Here’s the short version of what you need to know:
I’m ugly and shy and my face, head, and neck are covered with hideous scars. (15 words)
Here’s the slightly longer version:
I’m ugly and shy and my face, head, and neck are covered with hideous scars.
I was almost struck by lightning.
I wish I had been struck by lightning.
I was a methadone addict before the age of 10.
It’s my fault that my best friend almost got killed.
I played guitar in the greatest punk rock band you’ve never heard of.
And that was all before my 19th birthday, which isn’t for another five months. (76 words)
But the most important thing to know about me, what you really need to grok in order to understand what kind of student you’ll be getting, is that I, Harbinger Robert Francis Jones, am a coward.

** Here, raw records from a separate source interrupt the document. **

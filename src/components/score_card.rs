use leptos::prelude::*;

use crate::scoring::{bar_fill, format_percent_precise, format_score, percent_of, Tier};

/// Score for a single KPI: raw points, a tier-coloured bar and the percentage.
#[component]
pub fn ScoreCard(
    #[prop(into)] title: String,
    score: f64,
    max_score: f64,
    #[prop(optional, into)] help_text: Option<String>,
) -> impl IntoView {
    let percentage = percent_of(score, max_score);
    let tier = Tier::of(percentage);
    let fill_style = format!(
        "width: {:.1}%; background-color: {}",
        bar_fill(percentage),
        tier.metric_color()
    );

    view! {
        <div class="score-card">
            <div class="score-card-header">
                <h3 class="score-card-title">{title}</h3>
                {help_text.map(|text| view! {
                    <span class="score-card-help" title=text>"?"</span>
                })}
            </div>
            <div class="score-card-value">
                <span class="score-card-score">{format_score(score)}</span>
                <span class="score-card-max">{format!("/{}", format_score(max_score))}</span>
            </div>
            <div class="progress-track">
                <div class=format!("progress-fill tier-{}", tier.slug()) style=fill_style></div>
            </div>
            <p class="score-card-percent">{format_percent_precise(percentage)}</p>
        </div>
    }
}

I just counted and “coward” was word number 248, and that doesn’t even include the date or your address, so I should stop. But I can’t believe you know me any better yet, and that was your goal, right? So with your permission—strike that, with or without your permission—I’m going to exceed that word count, just a little.
Okay, maybe a lot.
I suppose I should start at the beginning, and it begins with a question …
THUNDER ROAD
(written by Bruce Springsteen, and performed by Bruce Springsteen and the E Street Band)
“Who the fuck are you?”
An older and much larger boy stood over me, blotting out the sun. “You weren’t god damn here when we chose up the god damn sides.” He was trying on curse words the way a little girl tries on her mother’s shoes.

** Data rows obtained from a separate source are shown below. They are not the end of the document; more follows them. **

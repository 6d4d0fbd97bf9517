use std::fs;
use std::path::PathBuf;

use qa_dashboard::api::decode::{check_status, decode_analyze, decode_detail, decode_json};
use qa_dashboard::chart::{bar_layout, doughnut_segments};
use qa_dashboard::error::ApiError;
use qa_dashboard::model::{AnalysisModel, AnalysisResult, DashboardStats, Kpi, SummaryPage};
use qa_dashboard::report::{AnalysisReportView, DashboardSummary, NO_REASONING};
use qa_dashboard::scoring::Tier;
use qa_dashboard::submission::{prepare, EMPTY_TRANSCRIPT};

fn fixture_path(name: &str) -> PathBuf {
    PathBuf::from(env!("CARGO_MANIFEST_DIR"))
        .join("tests")
        .join("fixtures")
        .join(name)
}

fn fixture(name: &str) -> String {
    fs::read_to_string(fixture_path(name)).expect("Failed to read fixture")
}

fn load_result(name: &str) -> AnalysisResult {
    decode_detail(1, 200, fixture(name)).expect("Fixture should decode")
}

#[test]
fn test_dashboard_summary_from_stats() {
    let stats: DashboardStats = decode_json(&fixture("dashboard_stats.json")).unwrap();
    let summary = DashboardSummary::from_stats(&stats);

    assert_eq!(summary.cards[0].title, "Total Analyses");
    assert_eq!(summary.cards[0].value, "20");
    assert_eq!(summary.cards[0].trend.as_ref().map(|t| t.0.as_str()), Some("Growing"));

    assert_eq!(summary.cards[1].value, "85%");
    assert_eq!(summary.cards[1].trend.as_ref().map(|t| t.0.as_str()), Some("Excellent"));
    assert_eq!(summary.cards[2].value, "3");
    assert_eq!(summary.cards[3].value, "12");

    assert_eq!(summary.tier, Tier::Excellent);
    assert_eq!(summary.banner_title, "Overall Quality: Excellent");
    assert_eq!(summary.banner_caption, "Based on 20 analyses with 85% average score");
    assert!(summary.consistent);

    assert_eq!(summary.slices.len(), 4);
    assert_eq!(summary.slice_total(), 20);
    let segments = doughnut_segments(&summary.slices, 110.0, 110.0, 62.0, 100.0);
    let covered: f64 = segments.iter().map(|s| s.fraction).sum();
    assert!((covered - 1.0).abs() < 1e-9);
}

#[test]
fn test_inconsistent_distribution_is_flagged() {
    let mut stats: DashboardStats = decode_json(&fixture("dashboard_stats.json")).unwrap();
    stats.total_analyses = 25;
    let summary = DashboardSummary::from_stats(&stats);
    assert!(!summary.consistent);
    assert_eq!(summary.slice_total(), 20);
}

#[test]
fn test_full_result_report() {
    let result = load_result("analysis_result.json");
    let report = AnalysisReportView::from_result(&result);

    assert_eq!(report.headline_percent, "70%");
    assert_eq!(report.points, "35/50 Points");
    assert_eq!(report.kpis.len(), 7);
    assert_eq!(bar_layout(&report.kpis).len(), 7);

    let kpi_total: f64 = report.kpis.iter().map(|row| row.score).sum();
    assert_eq!(kpi_total, 35.0);

    let order: Vec<Kpi> = report.kpis.iter().map(|row| row.kpi).collect();
    assert_eq!(order, Kpi::ALL.to_vec());

    let security = &report.kpis[1];
    assert_eq!(security.score, 8.0);
    assert_eq!(security.max_score, 10.0);
    assert_eq!(security.tier, Tier::Excellent);

    let voice = &report.kpis[6];
    assert_eq!(voice.percentage, 50.0);
    assert_eq!(voice.tier, Tier::NeedsImprovement);

    assert!(report.details.iter().all(|d| d.score.is_some()));
    assert!(report.details[0]
        .findings
        .iter()
        .any(|(name, value)| name == "response time seconds" && value == "84"));
    assert!(report.warning.is_none());
    assert!(report
        .masked_transcript
        .as_deref()
        .is_some_and(|t| t.contains("[NAME]")));
}

#[test]
fn test_missing_sub_analysis_defaults() {
    let result = load_result("analysis_missing_security.json");
    let report = AnalysisReportView::from_result(&result);

    let security = &report.kpis[1];
    assert_eq!(security.kpi, Kpi::SecurityVerification);
    assert_eq!(security.score, 0.0);
    assert_eq!(security.max_score, 10.0);

    let detail = &report.details[1];
    assert_eq!(detail.title, "Security Verification Analysis");
    assert_eq!(detail.reasoning, NO_REASONING);
    assert_eq!(detail.score, None);

    // Whitespace-only reasoning counts as missing.
    assert_eq!(report.details[2].reasoning, NO_REASONING);
    // Score without reasoning keeps its score line.
    assert_eq!(report.details[4].reasoning, NO_REASONING);
    assert_eq!(report.details[4].score.as_deref(), Some("6"));

    assert_eq!(
        report.warning.as_deref(),
        Some("Security verification step could not be parsed")
    );
    assert_eq!(report.headline_percent, "54%");
}

#[test]
fn test_stats_server_error_message() {
    let err = check_status(500, "Internal Server Error".to_string()).unwrap_err();
    assert_eq!(
        err,
        ApiError::RequestFailed {
            status: 500,
            body: "Internal Server Error".to_string()
        }
    );
    let banner: String = err.into();
    assert_eq!(banner, "API error (500): Internal Server Error");
}

#[test]
fn test_analyze_response_contract() {
    let response = decode_analyze(200, fixture("analyze_response.json")).unwrap();
    assert_eq!(response.analysis_id, 42);
    assert_eq!(response.result.overall_scores.total_score, 35.0);

    let err = decode_analyze(200, fixture("analyze_missing_scores.json")).unwrap_err();
    assert!(matches!(err, ApiError::MalformedResponse(_)));

    let err = decode_analyze(422, r#"{"detail":"model not supported"}"#.to_string()).unwrap_err();
    assert_eq!(err.status(), Some(422));
}

#[test]
fn test_detail_not_found() {
    let err = decode_detail(99, 404, r#"{"detail":"Analysis not found"}"#.to_string()).unwrap_err();
    assert_eq!(err, ApiError::NotFound { id: 99 });
}

#[test]
fn test_summaries_keep_backend_order() {
    let page: SummaryPage = decode_json(&fixture("summaries.json")).unwrap();
    let ids: Vec<i64> = page.analyses.iter().map(|s| s.id).collect();
    assert_eq!(ids, vec![42, 17]);
    assert_eq!(page.analyses[0].created_at_display(), "2024-05-14 09:31");
    assert_eq!(page.analyses[1].created_at_display(), "2024-05-13 16:02");
}

#[test]
fn test_blank_transcript_never_submitted() {
    assert_eq!(prepare("  \n ", AnalysisModel::Gpt4o), Err(EMPTY_TRANSCRIPT));
    assert!(prepare("( 0 s ): Agent: Hi", AnalysisModel::default()).is_ok());
}

#[test]
fn test_misshapen_sections_still_render() {
    let result = load_result("analysis_misshapen_sections.json");
    let report = AnalysisReportView::from_result(&result);

    assert_eq!(report.headline_percent, "60%");
    assert_eq!(report.kpis.len(), 7);

    // String sections count as absent.
    assert_eq!(report.kpis[5].score, 0.0);
    assert_eq!(report.kpis[6].score, 0.0);
    assert_eq!(report.details[5].reasoning, NO_REASONING);
    assert_eq!(report.details[6].score_line(), None);

    // List reasoning is kept, one item per line.
    assert_eq!(report.details[0].reasoning, "Greeted fast\nAsked CBR");
    assert_eq!(report.details[0].score_line().as_deref(), Some("Score: 5"));

    assert_eq!(
        result.missing_kpis(),
        vec![Kpi::NeedsIdentification, Kpi::VoiceServices]
    );
    assert!(report
        .warning
        .as_deref()
        .is_some_and(|w| w.starts_with("Error parsing model output")));
}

The boy wasn’t just big, he was cartoon big. He also wasn’t alone. He was one of seven snot-nosed tweens surrounding me like I was in the middle of a football huddle. They had decided to make me a central character in their game of Ringolevio. I had no idea what that word meant, and didn’t have a clue about the rules of the game, but near as I could tell, it was something between hide-and-seek and all-out neighborhood war.
I don’t remember what I was doing just before the “Who the fuck are you?” It’s as if the entire universe came into being all at once in that exact moment. Earlier memories just don’t exist for me. Strike that. They exist, but they’re buried in a place where I can’t find them. They can only be reconstructed from the outside. (If you’re wondering how this can be, give yourself a pat on the back, because you’re asking a really good question. Read on.)
“Who the fuck are you?” the boy demanded a second time.
A thick haze hung between the sun and Earth like gauze, trying to choke the life out of everything—even the flies and mosquitoes didn’t have any energy. It was the kind of summer afternoon that bred impatience.
“I don’t know,” I muttered back. With no brothers or sisters to properly weave me to the fabric of kid society, I was, at eight years old, mostly overlooked, and only occasionally tolerated by the other children in our neighborhood. I was so lost in the excitement of an older boy actually talking to me, that it took me a minute to realize it wasn’t going so well.
“You don’t know who you are? Are you fucking retarded, shit-for-brains?” The other boys laughed.
“I’m Harry Jones,” I mumbled at my shoes.
“Well then,” the older boy said and puffed out his chest like Patton, “you, Harry Shit Jones, have been caught by the Sharks—that’s our team—and you’re our prisoner.” The other boys stomped their feet in approval. I’d wandered into the final act of Lord of the Flies but was too young to know it. “And what’s worse, you little ass head,” he leaned in close, “
you’ve been caught cheating.”
“I wasn’t chea—”
“Shut up.”
“Honest, I wasn’t—”
He punched me, hard, in the shoulder. I was already too scared to cry, and somehow I knew crying would only make it worse. Maybe if I take my lumps, I thought, it’ll all turn out okay.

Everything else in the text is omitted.